塩鉄論 / 憂邊篇
文學曰:「明者因時而變、知者隨世而制。孔子曰:『麻冕、禮也、今也純、儉、吾從眾。』故聖人上賢不離古、順俗而不偏宜。魯定公序昭穆、順祖禰、昭公廢卿士、以省事節用、不可謂變祖之所為、而改父之道也?二世充大阿房以崇緒、趙高增累秦法以廣威、而未可謂忠臣孝子也。」
新字:文学曰:「明者因時而変、知者随世而制。孔子曰:『麻冕、礼也、今也純、倹、吾従眾。』故聖人上賢不離古、順俗而不偏宜。魯定公序昭穆、順祖祢、昭公廃卿士、以省事節用、不可謂変祖之所為、而改父之道也?二世充大阿房以崇緒、趙高增累秦法以広威、而未可謂忠臣孝子也。」
書き下し
文學曰く、明者は時に因りて變じ、知者は世に隨いて制す。孔子曰く、『麻冕は禮なり、今や純なるは儉なり、吾は眾に從わん』と。故に聖人は賢を上びて古を離れず、俗に順いて宜を偏らず。魯の定公は昭穆を序し、祖禰に順う、昭公は卿士を廢し、以て事を省き用を節す、祖の為す所を變じて、父の道を改むと謂うべからざるか。二世は大いに阿房を充たして以て緒を崇くし、趙高は秦法を增累して以て威を廣む、而も未だ忠臣孝子と謂うべからざるなり。
現代語訳
文学が言った。「聡明な者は時に応じて変え、知恵ある者は世に従って制度を定める。孔子は言った、麻の冠が礼の定めだが、いまは絹を用いる。そのほうが倹約だから、私は世間に従おう、と。だから聖人は賢者を尊びながら古を離れず、風俗に従いながら適切さを偏らせない。
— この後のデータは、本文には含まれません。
use std::env;
use std::time::Duration;

use iotdash_core::DEFAULT_CONTROL_PORT;

#[derive(Debug, Clone)]
pub struct ReconnectPolicy {
    /// Attempts after a drop before giving up. Zero disables reconnecting.
    pub max_attempts: u32,
    pub initial_backoff: Duration,
    pub max_backoff: Duration,
}

impl Default for ReconnectPolicy {
    fn default() -> Self {
        Self {
            max_attempts: 5,
            initial_backoff: Duration::from_secs(1),
            max_backoff: Duration::from_secs(30),
        }
    }
}

impl ReconnectPolicy {
    pub fn disabled() -> Self {
        Self { max_attempts: 0, ..Self::default() }
    }

    /// Delay before attempt number `attempt` (zero based), doubling with a cap.
    pub fn backoff(&self, attempt: u32) -> Duration {
        let factor = 1u32.checked_shl(attempt.min(16)).unwrap_or(u32::MAX);
        self.initial_backoff
            .checked_mul(factor)
            .unwrap_or(self.max_backoff)
            .min(self.max_backoff)
    }
}

#[derive(Debug, Clone)]
pub struct LinkConfig {
    /// Host the dashboard was loaded from, optionally with the page's port.
    pub page_host: String,
    pub control_port: u16,
    pub debounce: Duration,
    pub reconnect: ReconnectPolicy,
}

impl Default for LinkConfig {
    fn default() -> Self {
        Self {
            page_host: "192.168.4.1".to_string(),
            control_port: DEFAULT_CONTROL_PORT,
            debounce: Duration::from_millis(40),
            reconnect: ReconnectPolicy::default(),
        }
    }
}

impl LinkConfig {
    pub fn from_env() -> Self {
        let mut cfg = LinkConfig::default();

        if let Ok(v) = env::var("IOTDASH_PAGE_HOST") {
            if !v.is_empty() {
                cfg.page_host = v;
            }
        }
        if let Ok(v) = env::var("IOTDASH_CONTROL_PORT") {
            if let Ok(p) = v.parse::<u16>() {
                cfg.control_port = p;
            }
        }
        if let Ok(v) = env::var("IOTDASH_DEBOUNCE_MS") {
            if let Ok(ms) = v.parse::<u64>() {
                cfg.debounce = Duration::from_millis(ms);
            }
        }
        if let Ok(v) = env::var("IOTDASH_RECONNECT_ATTEMPTS") {
            if let Ok(n) = v.parse::<u32>() {
                cfg.reconnect.max_attempts = n;
            }
        }
        if let Ok(v) = env::var("IOTDASH_RECONNECT_MAX_SECS") {
            if let Ok(s) = v.parse::<u64>() {
                cfg.reconnect.max_backoff = Duration::from_secs(s);
            }
        }

        cfg
    }

    pub fn endpoint(&self) -> String {
        iotdash_core::control_url(&self.page_host, self.control_port)
    }
}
魯の定公は祖先の順序を整えて先祖の定めに従い、昭公は卿士の職を廃して事務を減らし費用を節約した。これを、祖先のしたことを変え父の道を改めたと言えるだろうか。二世皇帝は阿房宮を大いに充実させて先代の事業を高くし、趙高は秦の法を積み増して威勢を広げた。それでもなお、彼らを忠臣孝子と呼ぶことはできない」
解説
名分の論法を、二つの例で解きました。孔子自身が、礼の定めよりも倹約を選んで世間に従った例がある。そして決定打が最後です。二世皇帝は先代の宮殿事業を拡大し、趙高は先代の法を積み増した。先代のやったことをそのまま拡大したのに、彼らを忠臣孝子とは誰も呼ばない、と。継続そのものが孝の証拠にならないなら、変更そのものも不孝の証拠にならない。名分で守られている方針を検証の場に戻すための、有効な一手です。